Robert Christie

Personal information
- Full name: Robert Main Christie
- Date of birth: 15 November 1865
- Place of birth: Dunblane, Scotland
- Date of death: 15 May 1918 (aged 52)
- Place of death: Rouen, France
- Position(s): Outside forward; left half;

Senior career*
- Years: Team / Apps / (Gls)
- Dunblane
- Edinburgh University
- 1883–1888: Queen's Park / 0 / (0)
- 0000–1889: Dunblane

International career
- 1884: Scotland / 1 / (0)

= Robert Christie (footballer) =

Scottish footballer and curler

Robert Main Christie (15 November 1865 – 15 May 1918) was a Scottish amateur footballer who played as an outside forward, most notably for Queen's Park. He later became president of the SFA and represented Scotland at curling.

== Club career ==
An outside forward and left half, Christie began his career with Dunblane and Edinburgh University and won the 1882–83 East of Scotland Shield with the latter club.
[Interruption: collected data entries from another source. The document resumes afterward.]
mod types;
mod table;
mod trace;
mod api;
mod pda;

pub use types::{Grammar, Production, Symbol, END_MARKER, EPSILON};
pub use table::ParseTable;
pub use trace::{Action, Outcome, ParseError, TraceRecord, Verdict};
pub use api::{load_table, read_table};
pub use pda::{PDA, Run};

use std::collections::BTreeMap;
use std::fmt;
use std::iter::FromIterator;

use log::debug;

use super::types::*;

/*
 * The predictive parsing table : for each non-terminal, a map
 * from the lookahead symbol to the production to expand.
 *
 * The table is never checked for conflicts : inserting a cell
 * twice keeps the last production. A supplied table is expected
 * to be LL(1) already.
 */
#[derive(Clone, Default, Debug)]
pub struct ParseTable {
    rows: BTreeMap<Symbol, BTreeMap<Symbol, Production>>,
}

impl ParseTable {
    pub fn new() -> Self {
        ParseTable {rows: BTreeMap::new()}
    }

    pub fn build<I>(rows: I) -> Self
        where I: IntoIterator<Item = (Symbol, Symbol, Production)>
    {
        let mut table = ParseTable::new();
        for (non_terminal, lookahead, production) in rows {
            table.insert(non_terminal, lookahead, production);
        }
        table
    }

    /// Sets the cell, returning the production it replaces.
    pub fn insert(&mut self, non_terminal: Symbol, lookahead: Symbol, production: Production)
        -> Option<Production>
    {
        let replaced = self.rows
            .entry(non_terminal)
            .or_insert_with(BTreeMap::new)
            .insert(lookahead, production);

        if let Some(old) = &replaced {
            debug!("Cell ({}, {}) overwritten, was {}", non_terminal, lookahead, old);
        }

        replaced
    }

    pub fn lookup(&self, non_terminal: Symbol, lookahead: Symbol) -> Option<&Production> {
        self.rows.get(&non_terminal).and_then(|row| row.get(&lookahead))
    }

    /// Whether the table has at least one cell for `non_terminal`.
    pub fn contains(&self, non_terminal: Symbol) -> bool {
        self.rows.contains_key(&non_terminal)
    }

    pub fn is_empty(&self) -> bool {
        self.rows.is_empty()
    }

    /// Number of cells.
    pub fn len(&self) -> usize {
        self.rows.values().map(|row| row.len()).sum()
    }

    pub fn iter(&self) -> impl Iterator<Item = (Symbol, Symbol, &Production)> {
        self.rows.iter().flat_map(|(nt, row)| {
            row.iter().map(move |(la, prod)| (*nt, *la, prod))
        })
    }
}

impl FromIterator<(Symbol, Symbol, Production)> for ParseTable {
    fn from_iter<I>(iter: I) -> Self
        where I: IntoIterator<Item = (Symbol, Symbol, Production)>
    {
        ParseTable::build(iter)
    }
}

impl fmt::Display for ParseTable {
    fn fmt(&self, f: &mut fmt::Formatter<'_>) -> fmt::Result {
        let mut last = None;
        for (nt, la, prod) in self.iter() {
            if last != Some(nt) {
                writeln!(f, "{}", nt)?;
                last = Some(nt);
            }
            writeln!(f, "    {} => {}", la, prod)?;
        }
        Ok(())
    }
}

use std::collections::BTreeSet;
use std::fmt;

use crate::lexer::{Token, tokens};

pub const END_MARKER: char = '#';
pub const EPSILON: char = '$';

#[derive(Copy, Clone, PartialEq, Eq, PartialOrd, Ord, Hash, Debug)]
pub enum Symbol {
    // End-marker, sits at the bottom of the stack
    // and after the last input symbol.
    End,
    // Terminal
    T(Token),
    // Non-terminal
    N(Token),
}

impl Symbol {
    pub fn is_terminal(&self) -> bool {
        matches!(self, Symbol::T(_) | Symbol::End)
    }
}

impl fmt::Display for Symbol {
    fn fmt(&self, f: &mut fmt::Formatter<'_>) -> fmt::Result {
        match self {
            Symbol::End => write!(f, "{}", END_MARKER),
            Symbol::T(t) | Symbol::N(t) => write!(f, "{}", t),
        }
    }
}

/*
 * Right-hand side of a rule. The left-hand side is the
 * key of the table cell the production is stored in.
 * An empty expansion is an epsilon production.
 */
#[derive(Clone, PartialEq, Eq, Default, Debug)]
pub struct Production {
    pub expand: Vec<Symbol>,
}

impl Production {
    pub fn new(expand: Vec<Symbol>) -> Self {
        Production {expand}
    }

    pub fn epsilon() -> Self {
        Production {expand: vec!()}
    }

    pub fn is_epsilon(&self) -> bool {
        self.expand.is_empty()
    }
}

impl fmt::Display for Production {
    fn fmt(&self, f: &mut fmt::Formatter<'_>) -> fmt::Result {
        if self.expand.is_empty() {
            return write!(f, "{}", EPSILON)
        }

        self.expand.iter().try_for_each(|s| write!(f, "{}", s))
    }
}

/*
 * What the engine needs to know about the grammar besides its
 * table : where to start, and which symbols are terminals.
 * Every other symbol is treated as a non-terminal.
 */
#[derive(Clone, Debug)]
pub struct Grammar {
    start: Token,
    terminals: BTreeSet<Token>,
}

impl Grammar {
    pub fn new<I>(start: Token, terminals: I) -> Self
        where I: IntoIterator<Item = Token>
    {
        Grammar {
            start,
            terminals: terminals.into_iter().collect(),
        }
    }

    pub fn start(&self) -> Symbol {
        self.classify(self.start)
    }

    pub fn terminals(&self) -> impl Iterator<Item = &Token> {
        self.terminals.iter()
    }

    pub fn classify(&self, token: Token) -> Symbol {
        if token == Token::new(END_MARKER) {
            Symbol::End
        } else if self.terminals.contains(&token) {
            Symbol::T(token)
        } else {
            Symbol::N(token)
        }
    }

    /// Tokenizes `raw` and classifies every token.
    pub fn symbols(&self, raw: &str) -> Vec<Symbol> {
        tokens(raw).map(|t| self.classify(t)).collect()
    }
}

impl Default for Grammar {
    /*
     * E -> TE'      E' -> +TE' | ε
     * T -> FT'      T' -> *FT' | ε
     * F -> i | (E)
     */
    fn default() -> Self {
        Grammar::new(Token::new('E'), "i()*+".chars().map(Token::new))
    }
}
use std::fmt::Display;

use anyhow::{Context, Result, ensure};
use itertools::Itertools;

use crate::entities::Instance;
use crate::util::assertions;

/// Assignment of machines to locations.
///
/// Represented as a sequence of machine ids where the position in the sequence is the id of the
/// assigned location: `order[p] = m` places machine `m` on location `p`.
/// Every machine appears exactly once, so a layout of `n` machines occupies locations `0..n`
/// of the canonical location order.
#[derive(Debug, Clone, PartialEq, Eq, Hash)]
pub struct Layout {
    order: Vec<usize>,
}

impl Layout {
    /// Creates a layout from a machine order, checking that it is a permutation of `0..n_machines`.
    pub fn try_new(order: Vec<usize>, n_machines: usize) -> Result<Self> {
        ensure!(
            order.len() == n_machines,
            "layout places {} machines, expected {n_machines}",
            order.len()
        );
        if let Some(dup) = order.iter().duplicates().next() {
            anyhow::bail!("machine id {dup} appears more than once in the layout");
        }
        if let Some(oob) = order.iter().find(|m| **m >= n_machines) {
            anyhow::bail!("machine id {oob} is out of range (0..{n_machines})");
        }
        Ok(Self { order })
    }

    /// Layout placing machine `i` on location `i`.
    pub fn identity(n_machines: usize) -> Self {
        Self {
            order: (0..n_machines).collect(),
        }
    }

    /// Creates a layout from machine names, in position order.
    pub fn from_names<S: AsRef<str>>(
        instance: &Instance,
        names: impl IntoIterator<Item = S>,
    ) -> Result<Self> {
        let order = names
            .into_iter()
            .map(|name| {
                let name = name.as_ref();
                instance
                    .machine_id(name)
                    .with_context(|| format!("unknown machine in layout: {name:?}"))
            })
            .collect::<Result<Vec<usize>>>()?;
        Self::try_new(order, instance.n_machines())
    }

    /// Machine placed at location `pos`
    pub fn machine_at(&self, pos: usize) -> usize {
        self.order[pos]
    }

    /// Inverse view of the layout: `positions()[m]` is the location of machine `m`.
    pub fn positions(&self) -> Vec<usize> {
        let mut positions = vec![0; self.order.len()];
        for (pos, &m) in self.order.iter().enumerate() {
            positions[m] = pos;
        }
        positions
    }

    /// Exchanges the machines at locations `i` and `j`.
    pub fn swap(&mut self, i: usize, j: usize) {
        self.order.swap(i, j);
        debug_assert!(assertions::layout_is_bijection(self));
    }

    /// Copy of this layout with the machines at locations `i` and `j` exchanged.
    pub fn swapped(&self, i: usize, j: usize) -> Self {
        let mut candidate = self.clone();
        candidate.swap(i, j);
        candidate
    }

    pub fn order(&self) -> &[usize] {
        &self.order
    }

    pub fn len(&self) -> usize {
        self.order.len()
    }

    pub fn is_empty(&self) -> bool {
        self.order.is_empty()
    }

    /// Machine names in position order
    pub fn machine_names<'a>(&'a self, instance: &'a Instance) -> impl Iterator<Item = &'a str> {
        self.order
            .iter()
            .map(|m| instance.machine(*m).name.as_str())
    }

    /// Wraps the layout for printing with the names of the machines
    pub fn display<'a>(&'a self, instance: &'a Instance) -> LayoutDisplay<'a> {
        LayoutDisplay {
            layout: self,
            instance,
        }
    }
}

pub struct LayoutDisplay<'a> {
    layout: &'a Layout,
    instance: &'a Instance,
}

impl Display for LayoutDisplay<'_> {
    fn fmt(&self, f: &mut std::fmt::Formatter<'_>) -> std::fmt::Result {
        write!(
            f,
            "[{}]",
            self.layout.machine_names(self.instance).join(", ")
        )
    }
}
He joined Queen's Park in September 1883 and in a short, but eventful career with the Spiders, he scored in the 1884 FA Cup Final (becoming the only Scot to score for a Scottish club in an FA Cup Final and until Norman Whiteside 99 years later, the youngest goalscorer in an FA Cup Final) and won the 1885–86 Scottish Cup and two Glasgow Merchants Charity Cups. A serious knee injury forced Christie into an early retirement at age 21 and after a one-off comeback appearance in October 1888, he finished his Queen's Park career with 28 appearances and 15 goals. He made a short comeback with Dunblane and ended his career by helping the club to win the 1888–89 Perthshire Cup.

== International career ==
Christie won one cap for Scotland, in a 1–0 win over England on 15 March 1884.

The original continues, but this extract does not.